+++ INPUT DATA +++

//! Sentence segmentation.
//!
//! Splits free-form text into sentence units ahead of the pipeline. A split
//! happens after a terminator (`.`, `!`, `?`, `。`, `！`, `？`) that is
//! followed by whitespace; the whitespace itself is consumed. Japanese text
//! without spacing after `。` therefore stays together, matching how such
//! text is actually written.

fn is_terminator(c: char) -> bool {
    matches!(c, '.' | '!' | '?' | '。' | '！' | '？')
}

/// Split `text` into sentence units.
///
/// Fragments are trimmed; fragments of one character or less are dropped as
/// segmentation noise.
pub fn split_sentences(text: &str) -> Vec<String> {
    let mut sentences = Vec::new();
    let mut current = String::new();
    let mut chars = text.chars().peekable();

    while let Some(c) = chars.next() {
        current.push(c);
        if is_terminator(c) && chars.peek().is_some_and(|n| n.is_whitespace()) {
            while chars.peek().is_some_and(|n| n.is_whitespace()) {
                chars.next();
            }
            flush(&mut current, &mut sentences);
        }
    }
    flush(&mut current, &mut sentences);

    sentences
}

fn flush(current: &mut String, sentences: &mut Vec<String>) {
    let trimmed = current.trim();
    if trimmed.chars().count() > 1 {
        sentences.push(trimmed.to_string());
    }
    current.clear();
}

+++
+++ INPUT DATA +++

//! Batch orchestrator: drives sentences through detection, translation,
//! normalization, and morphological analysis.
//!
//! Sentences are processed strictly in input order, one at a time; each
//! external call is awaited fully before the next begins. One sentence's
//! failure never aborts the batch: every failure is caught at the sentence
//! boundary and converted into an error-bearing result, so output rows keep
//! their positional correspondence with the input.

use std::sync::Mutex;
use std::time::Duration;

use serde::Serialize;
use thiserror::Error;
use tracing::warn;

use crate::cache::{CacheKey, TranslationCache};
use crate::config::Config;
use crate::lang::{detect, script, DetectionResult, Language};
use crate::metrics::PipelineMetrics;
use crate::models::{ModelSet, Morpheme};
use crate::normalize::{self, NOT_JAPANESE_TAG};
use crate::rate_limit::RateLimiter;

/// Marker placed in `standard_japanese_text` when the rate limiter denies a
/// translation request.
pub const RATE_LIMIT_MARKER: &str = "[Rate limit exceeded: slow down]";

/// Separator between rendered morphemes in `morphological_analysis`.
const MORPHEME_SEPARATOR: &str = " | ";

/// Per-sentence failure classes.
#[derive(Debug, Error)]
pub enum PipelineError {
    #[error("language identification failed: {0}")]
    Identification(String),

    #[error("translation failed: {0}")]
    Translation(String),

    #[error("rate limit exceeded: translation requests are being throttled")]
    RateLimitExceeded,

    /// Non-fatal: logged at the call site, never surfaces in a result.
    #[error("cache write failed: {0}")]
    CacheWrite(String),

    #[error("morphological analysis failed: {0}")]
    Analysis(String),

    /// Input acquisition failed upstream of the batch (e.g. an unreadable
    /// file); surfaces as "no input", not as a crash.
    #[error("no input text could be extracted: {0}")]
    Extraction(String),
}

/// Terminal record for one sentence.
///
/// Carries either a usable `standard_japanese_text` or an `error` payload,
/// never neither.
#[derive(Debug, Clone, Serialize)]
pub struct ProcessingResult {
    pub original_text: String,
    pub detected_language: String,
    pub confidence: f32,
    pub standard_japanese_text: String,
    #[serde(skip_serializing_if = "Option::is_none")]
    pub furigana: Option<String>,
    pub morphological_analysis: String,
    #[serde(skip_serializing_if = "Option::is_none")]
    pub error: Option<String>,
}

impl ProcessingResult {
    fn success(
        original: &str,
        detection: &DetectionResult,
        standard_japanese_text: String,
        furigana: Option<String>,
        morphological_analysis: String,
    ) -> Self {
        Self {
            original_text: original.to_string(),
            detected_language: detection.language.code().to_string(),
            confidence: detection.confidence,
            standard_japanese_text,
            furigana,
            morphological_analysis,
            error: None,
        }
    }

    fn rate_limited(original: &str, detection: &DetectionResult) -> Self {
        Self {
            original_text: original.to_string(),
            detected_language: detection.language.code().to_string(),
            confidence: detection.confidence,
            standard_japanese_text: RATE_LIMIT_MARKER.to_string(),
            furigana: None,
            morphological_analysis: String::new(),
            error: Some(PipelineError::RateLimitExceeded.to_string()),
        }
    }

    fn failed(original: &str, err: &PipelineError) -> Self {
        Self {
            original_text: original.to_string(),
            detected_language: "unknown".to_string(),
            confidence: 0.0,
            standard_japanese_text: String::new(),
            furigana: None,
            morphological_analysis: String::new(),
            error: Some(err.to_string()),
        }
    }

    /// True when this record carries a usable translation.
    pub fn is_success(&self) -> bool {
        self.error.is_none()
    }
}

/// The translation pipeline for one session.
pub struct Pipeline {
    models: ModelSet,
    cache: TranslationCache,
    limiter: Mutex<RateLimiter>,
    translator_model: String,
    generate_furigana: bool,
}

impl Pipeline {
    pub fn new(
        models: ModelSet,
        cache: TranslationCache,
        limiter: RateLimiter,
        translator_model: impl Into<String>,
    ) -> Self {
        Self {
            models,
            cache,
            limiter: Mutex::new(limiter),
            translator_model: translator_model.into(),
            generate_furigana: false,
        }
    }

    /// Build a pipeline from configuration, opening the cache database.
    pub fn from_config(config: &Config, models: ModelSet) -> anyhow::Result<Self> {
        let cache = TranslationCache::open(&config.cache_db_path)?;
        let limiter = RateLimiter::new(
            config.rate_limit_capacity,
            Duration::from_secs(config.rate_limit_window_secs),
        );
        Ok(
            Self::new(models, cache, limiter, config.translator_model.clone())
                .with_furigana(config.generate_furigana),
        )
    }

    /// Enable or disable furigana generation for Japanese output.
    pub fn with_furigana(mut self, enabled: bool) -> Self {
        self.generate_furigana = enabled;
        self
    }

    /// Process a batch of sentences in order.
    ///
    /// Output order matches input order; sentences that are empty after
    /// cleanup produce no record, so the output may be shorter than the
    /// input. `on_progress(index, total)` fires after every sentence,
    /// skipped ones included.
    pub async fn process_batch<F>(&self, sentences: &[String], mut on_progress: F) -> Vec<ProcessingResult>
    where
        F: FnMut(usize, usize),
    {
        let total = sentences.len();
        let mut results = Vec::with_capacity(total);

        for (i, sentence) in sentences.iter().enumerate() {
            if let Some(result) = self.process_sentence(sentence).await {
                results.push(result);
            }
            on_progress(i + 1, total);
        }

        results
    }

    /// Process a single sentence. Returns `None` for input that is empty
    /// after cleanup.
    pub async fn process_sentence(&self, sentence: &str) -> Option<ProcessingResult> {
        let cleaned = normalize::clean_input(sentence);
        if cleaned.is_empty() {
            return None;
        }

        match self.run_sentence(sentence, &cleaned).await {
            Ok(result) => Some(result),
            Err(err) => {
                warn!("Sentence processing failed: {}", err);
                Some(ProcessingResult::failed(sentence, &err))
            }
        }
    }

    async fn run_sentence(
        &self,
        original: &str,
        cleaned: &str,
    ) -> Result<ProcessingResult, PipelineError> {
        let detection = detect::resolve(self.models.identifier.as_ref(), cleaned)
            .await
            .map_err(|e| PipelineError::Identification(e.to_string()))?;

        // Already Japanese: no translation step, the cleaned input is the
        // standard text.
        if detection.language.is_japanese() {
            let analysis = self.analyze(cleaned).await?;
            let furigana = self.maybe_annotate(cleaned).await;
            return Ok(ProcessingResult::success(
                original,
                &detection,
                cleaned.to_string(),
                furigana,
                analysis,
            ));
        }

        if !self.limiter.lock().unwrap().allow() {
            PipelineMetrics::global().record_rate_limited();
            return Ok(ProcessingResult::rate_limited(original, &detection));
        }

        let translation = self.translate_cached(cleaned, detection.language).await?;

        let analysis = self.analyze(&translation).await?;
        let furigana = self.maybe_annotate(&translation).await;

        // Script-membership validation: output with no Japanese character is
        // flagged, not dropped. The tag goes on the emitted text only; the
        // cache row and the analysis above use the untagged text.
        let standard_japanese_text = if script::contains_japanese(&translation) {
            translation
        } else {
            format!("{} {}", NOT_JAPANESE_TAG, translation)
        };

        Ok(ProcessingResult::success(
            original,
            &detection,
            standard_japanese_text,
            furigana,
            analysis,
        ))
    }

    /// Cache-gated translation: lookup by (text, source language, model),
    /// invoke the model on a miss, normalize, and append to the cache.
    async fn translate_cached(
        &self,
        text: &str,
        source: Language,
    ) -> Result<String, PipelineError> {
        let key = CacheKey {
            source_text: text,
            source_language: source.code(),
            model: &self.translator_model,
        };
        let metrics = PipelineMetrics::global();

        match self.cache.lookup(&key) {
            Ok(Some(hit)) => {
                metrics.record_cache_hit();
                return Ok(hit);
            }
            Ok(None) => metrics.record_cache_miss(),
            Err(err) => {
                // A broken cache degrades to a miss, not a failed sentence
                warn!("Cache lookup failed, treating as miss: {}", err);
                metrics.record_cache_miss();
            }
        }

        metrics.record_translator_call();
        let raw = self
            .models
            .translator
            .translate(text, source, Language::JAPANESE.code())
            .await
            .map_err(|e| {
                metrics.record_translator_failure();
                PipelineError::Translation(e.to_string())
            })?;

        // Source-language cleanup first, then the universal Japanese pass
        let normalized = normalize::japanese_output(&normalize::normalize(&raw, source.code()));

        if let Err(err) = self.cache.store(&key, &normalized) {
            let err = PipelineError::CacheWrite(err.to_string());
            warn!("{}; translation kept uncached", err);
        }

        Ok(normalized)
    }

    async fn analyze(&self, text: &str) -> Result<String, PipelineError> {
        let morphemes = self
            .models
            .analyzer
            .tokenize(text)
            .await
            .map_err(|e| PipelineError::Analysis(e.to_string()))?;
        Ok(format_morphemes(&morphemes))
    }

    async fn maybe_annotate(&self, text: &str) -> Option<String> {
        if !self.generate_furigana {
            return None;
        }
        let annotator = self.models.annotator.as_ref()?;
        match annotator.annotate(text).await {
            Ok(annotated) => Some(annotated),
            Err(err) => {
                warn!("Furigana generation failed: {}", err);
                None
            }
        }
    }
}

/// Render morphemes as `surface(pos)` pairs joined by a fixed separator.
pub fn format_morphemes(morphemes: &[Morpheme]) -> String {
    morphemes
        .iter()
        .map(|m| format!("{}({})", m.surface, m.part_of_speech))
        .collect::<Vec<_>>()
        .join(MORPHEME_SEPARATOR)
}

+++

### EXERCISE
Proceeding from the line containing "use serde::Serialize;" through the line containing "use crate::rate_limit::RateLimiter;", transcribe the lines above exactly, both end lines included.

### EXERCISE RESPONSE
use serde::Serialize;
use thiserror::Error;
use tracing::warn;

use crate::cache::{CacheKey, TranslationCache};
use crate::config::Config;
use crate::lang::{detect, script, DetectionResult, Language};
use crate::metrics::PipelineMetrics;
use crate::models::{ModelSet, Morpheme};
use crate::normalize::{self, NOT_JAPANESE_TAG};
use crate::rate_limit::RateLimiter;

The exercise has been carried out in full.